Let them eat xylose: Yeast engineered to grow efficiently on novel nutrients
Researchers at Tufts University have created a genetically modified yeast that can more efficiently consume a novel nutrient, xylose, enabling the yeast to grow faster and to higher cell densities, raising the prospect of a significantly faster path toward the design of new synthetic organisms for industrial applications, according to a study published today in Nature Communications.
In synthetic biology, organisms such as bacteria or yeast may be transformed into "mini-factories" when fed nutrients to produce a wide range of products, from pharmaceuticals to industrial chemicals and biofuels. However, a central challenge has been the efficient conversion of abundant feedstocks into the final product, particularly when the feedstock is not something the bacteria or yeast normally "eat."
In this study, the researchers noted that conventional approaches to modifying organisms to consume novel nutrients constitutively (i.e. with no "off switch") can lead to inefficiencies when the nutrient metabolic pathways are not linked to downstream pathways for stress-responses, cell growth and other functions important for the health of the organism.

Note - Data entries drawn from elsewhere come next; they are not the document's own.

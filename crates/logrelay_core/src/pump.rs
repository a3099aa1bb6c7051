// pump.rs: read-classify-pseudonymize-write loop
use std::fs::File;
use std::io::{self, BufRead, BufReader};
use std::sync::Arc;
use tracing::{debug, error, info, warn};

use crate::classify::{classify, TrafficClass};
use crate::config::RelayConfig;
use crate::error::{RelayError, Result};
use crate::format::format_tracked_line;
use crate::output::{OutputRouter, SinkKind};
use crate::parser::parse_line;
use crate::pseudonym::{tokenize, SaltProvider};
use crate::referrer::sanitize_referrer;

#[derive(Debug, Default, Clone, Copy, PartialEq, Eq)]
pub struct PumpStats {
    pub lines_read: u64,
    /// Malformed lines; never written anywhere.
    pub skipped: u64,
    pub tracked: u64,
    pub untracked: u64,
    pub write_errors: u64,
}

impl PumpStats {
    pub fn accepted(&self) -> u64 {
        self.lines_read - self.skipped
    }

    pub fn written(&self) -> u64 {
        self.tracked + self.untracked
    }
}

/// Open the configured input stream. Opening a FIFO blocks until a writer
/// attaches.
pub fn open_input(cfg: &RelayConfig) -> Result<Box<dyn BufRead>> {
    if cfg.reads_stdin() {
        return Ok(Box::new(BufReader::new(io::stdin())));
    }
    let file = File::open(&cfg.input_path).map_err(|e| RelayError::io("failed to open input", &cfg.input_path, e))?;
    info!(path = %cfg.input_path.display(), "Input opened");
    Ok(Box::new(BufReader::new(file)))
}

pub struct StreamPump {
    salts: SaltProvider,
    router: Arc<OutputRouter>,
}

impl StreamPump {
    pub fn new(salts: SaltProvider, router: Arc<OutputRouter>) -> Self {
        Self { salts, router }
    }

    /// Run until end of input or a read error. Never waits on rotation; each
    /// write picks up whatever handles are current.
    pub fn run<R: BufRead>(&self, mut reader: R) -> PumpStats {
        let mut stats = PumpStats::default();
        let mut buf: Vec<u8> = Vec::with_capacity(1024);
        loop {
            buf.clear();
            match reader.read_until(b'\n', &mut buf) {
                Ok(0) => break,
                Ok(_) => {}
                Err(e) => {
                    error!(error = %e, "Error reading from input, stopping");
                    break;
                }
            }
            self.process_line(trim_line_ending(&buf), &mut stats);
        }
        info!(
            lines = stats.lines_read,
            tracked = stats.tracked,
            untracked = stats.untracked,
            skipped = stats.skipped,
            write_errors = stats.write_errors,
            "Input exhausted"
        );
        stats
    }

    /// Lines are handled as raw bytes; nothing is decoded or replaced.
    pub fn process_line(&self, line: &[u8], stats: &mut PumpStats) {
        stats.lines_read += 1;
        let record = match parse_line(line) {
            Ok(r) => r,
            Err(e) => {
                debug!(error = %e, "Skipping malformed line");
                stats.skipped += 1;
                return;
            }
        };

        let (kind, result) = match classify(&record) {
            TrafficClass::Internal => (SinkKind::Untracked, self.router.write(SinkKind::Untracked, line)),
            TrafficClass::External => {
                let referrer = sanitize_referrer(record.referrer);
                let token = tokenize(&self.salts.current_salt(), record.source_addr, record.user_agent);
                let out = format_tracked_line(&token, &record, &referrer);
                (SinkKind::Tracked, self.router.write(SinkKind::Tracked, out))
            }
        };

        match (kind, result) {
            (SinkKind::Tracked, Ok(())) => stats.tracked += 1,
            (SinkKind::Untracked, Ok(())) => stats.untracked += 1,
            (_, Err(e)) => {
                warn!(error = %e, sink = ?kind, "Failed to write line");
                stats.write_errors += 1;
            }
        }
    }
}

fn trim_line_ending(buf: &[u8]) -> &[u8] {
    let buf = buf.strip_suffix(b"\n").unwrap_or(buf);
    buf.strip_suffix(b"\r").unwrap_or(buf)
}

#[cfg(test)]
mod tests {
    use super::*;
    use crate::output::OutputTarget;
    use chrono::NaiveDate;
    use std::fs;
    use std::io::Cursor;
    use std::path::Path;

    fn pump_in(dir: &Path) -> StreamPump {
        let target = OutputTarget::open(&dir.join("goaccess.log"), &dir.join("untracked.log")).unwrap();
        let router = Arc::new(OutputRouter::new(target, false));
        let salts = SaltProvider::new("s").with_date_source(|| NaiveDate::from_ymd_opt(2024, 1, 1).unwrap());
        StreamPump::new(salts, router)
    }

    fn read(dir: &Path, name: &str) -> String {
        fs::read_to_string(dir.join(name)).unwrap()
    }

    #[test]
    fn test_trim_line_ending() {
        assert_eq!(trim_line_ending(b"abc\n"), b"abc");
        assert_eq!(trim_line_ending(b"abc\r\n"), b"abc");
        assert_eq!(trim_line_ending(b"abc"), b"abc");
        assert_eq!(trim_line_ending(b"\n"), b"");
    }

    #[test]
    fn test_routes_external_and_internal() {
        let dir = tempfile::tempdir().unwrap();
        let pump = pump_in(dir.path());
        let input = "1.2.3.4|MyAgent/1|2024-01-01T00:00:00Z|GET /x|200|512|https://ref.example/path\n\
                     127.0.0.1|Go-http-client/1.1|2024-01-01T00:00:01Z|GET /healthz|200|2|-\n\
                     ::1|curl|2024-01-01T00:00:02Z|GET /ready|200|2|-\n";
        let stats = pump.run(Cursor::new(input));

        assert_eq!(stats, PumpStats { lines_read: 3, skipped: 0, tracked: 1, untracked: 2, write_errors: 0 });
        assert_eq!(
            read(dir.path(), "goaccess.log"),
            "2a30843f54d4370a - - [2024-01-01T00:00:00Z] GET /x 200 512 \"https://ref.example\" \"MyAgent/1\"\n"
        );
        assert_eq!(
            read(dir.path(), "untracked.log"),
            "127.0.0.1|Go-http-client/1.1|2024-01-01T00:00:01Z|GET /healthz|200|2|-\n\
             ::1|curl|2024-01-01T00:00:02Z|GET /ready|200|2|-\n"
        );
    }

    #[test]
    fn test_malformed_lines_produce_no_output() {
        let dir = tempfile::tempdir().unwrap();
        let pump = pump_in(dir.path());
        let stats = pump.run(Cursor::new("1.2.3.4|ua|ts|GET /|200|1\n\n127.0.0.1|only|three\n"));

        assert_eq!(stats.lines_read, 3);
        assert_eq!(stats.skipped, 3);
        assert_eq!(stats.written(), 0);
        assert_eq!(read(dir.path(), "goaccess.log"), "");
        assert_eq!(read(dir.path(), "untracked.log"), "");
    }

    #[test]
    fn test_crlf_and_missing_final_newline() {
        let dir = tempfile::tempdir().unwrap();
        let pump = pump_in(dir.path());
        let stats = pump.run(Cursor::new("127.0.0.1|a|t|GET /|200|1|-\r\n127.0.0.1|b|t|GET /|200|1|-"));
        assert_eq!(stats.untracked, 2);
        assert_eq!(read(dir.path(), "untracked.log"), "127.0.0.1|a|t|GET /|200|1|-\n127.0.0.1|b|t|GET /|200|1|-\n");
    }

    #[test]
    fn test_same_client_same_token_within_a_day() {
        let dir = tempfile::tempdir().unwrap();
        let pump = pump_in(dir.path());
        pump.run(Cursor::new(
            "9.9.9.9|UA|t1|GET /a|200|1|-\n9.9.9.9|UA|t2|GET /b|200|1|-\n9.9.9.9|Other|t3|GET /c|200|1|-\n",
        ));
        let out = read(dir.path(), "goaccess.log");
        let tokens: Vec<&str> = out.lines().map(|l| l.split(' ').next().unwrap()).collect();
        assert_eq!(tokens.len(), 3);
        assert_eq!(tokens[0], tokens[1]);
        assert_ne!(tokens[0], tokens[2]);
        assert!(!out.contains("9.9.9.9"));
    }

    #[test]
    fn test_invalid_utf8_is_neither_merged_nor_rewritten() {
        let dir = tempfile::tempdir().unwrap();
        let pump = pump_in(dir.path());
        let mut input: Vec<u8> = Vec::new();
        input.extend_from_slice(b"5.5.5.5|Agent\xff|t1|GET /|200|1|-\n");
        input.extend_from_slice(b"5.5.5.5|Agent\xfe|t2|GET /|200|1|-\n");
        input.extend_from_slice(b"127.0.0.1|hc\xff\xfe|t3|GET /healthz|200|2|-\n");
        let stats = pump.run(Cursor::new(input));
        assert_eq!(stats.tracked, 2);
        assert_eq!(stats.untracked, 1);

        let tracked = fs::read(dir.path().join("goaccess.log")).unwrap();
        let lines: Vec<&[u8]> = tracked.split(|b| *b == b'\n').filter(|l| !l.is_empty()).collect();
        assert_eq!(lines.len(), 2);
        assert_ne!(&lines[0][..16], &lines[1][..16], "distinct agents share a token");
        assert!(lines[0].ends_with(b"\"Agent\xff\""));
        assert!(lines[1].ends_with(b"\"Agent\xfe\""));

        assert_eq!(
            fs::read(dir.path().join("untracked.log")).unwrap(),
            b"127.0.0.1|hc\xff\xfe|t3|GET /healthz|200|2|-\n"
        );
    }

    struct FailingReader {
        served: bool,
    }

    impl io::Read for FailingReader {
        fn read(&mut self, buf: &mut [u8]) -> io::Result<usize> {
            if self.served {
                return Err(io::Error::new(io::ErrorKind::BrokenPipe, "pipe went away"));
            }
            self.served = true;
            let line = b"127.0.0.1|a|t|GET /|200|1|-\n";
            buf[..line.len()].copy_from_slice(line);
            Ok(line.len())
        }
    }

    #[test]
    fn test_read_error_ends_loop_gracefully() {
        let dir = tempfile::tempdir().unwrap();
        let pump = pump_in(dir.path());
        let stats = pump.run(BufReader::new(FailingReader { served: false }));
        assert_eq!(stats.untracked, 1);
        assert_eq!(read(dir.path(), "untracked.log"), "127.0.0.1|a|t|GET /|200|1|-\n");
    }
}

Taking a different approach, the researchers took a set of regulatory genes, called a GAL regulon, that normally processes galactose - a favorite on the yeast menu of nutrients - and replaced some of the genes with those that become activated by, and direct the breakdown of, xylose. All other genes in the GAL regulon were unchanged. In doing so, they preserved a more natural interaction between the genes that govern feeding and those that govern survival. The new synthetic regulon, dubbed XYL, enabled the yeast cells to grow more rapidly and to higher cell densities.
"Instead of building a metabolic framework from the ground up, we can reverse engineer existing regulons to enable an organism to thrive on a novel nutrient," said Nikhil U. Nair, Ph.D., assistant professor of chemical and biological engineering at Tufts and corresponding author of this study. "Adapting native regulons can be a significantly faster path toward the design of new synthetic organisms for industrial applications."
One such application is the production of ethanol as a biofuel. Concerns have been raised that diverting significant portions of crops, such as corn, to biofuel production could have a negative impact on availability and cost of the food supply. However, xylose is a sugar derived from the otherwise indigestible parts of plant material. The ability to ferment xylose can be a path to biofuel production that does not compete with the food supply.
As part of the study, Nair and his team took a closer look at what exactly accounted for the improved survival of the xylose-eating yeast organism. They found numerous genes activated in the XYL regulon-controlled yeast that upregulated pathways involved in growth, such as cell wall maintenance, cell division, mitochondrial biogenesis and adenosine triphosphate (ATP) production. Yeast strains that had constitutive (mostly unregulated) control of xylose metabolism triggered pathways related to cell stress, starvation and DNA damage.
"Our study applied this approach to xylose, but it suggests a broader principle - adapting native regulons for the efficient assimilation of other non-native sugars and nutrients," said Nair. "Nature has already done the work of tuning genes and metabolic pathways to the environment of the organism. Let's make use of that when introducing something new on the menu."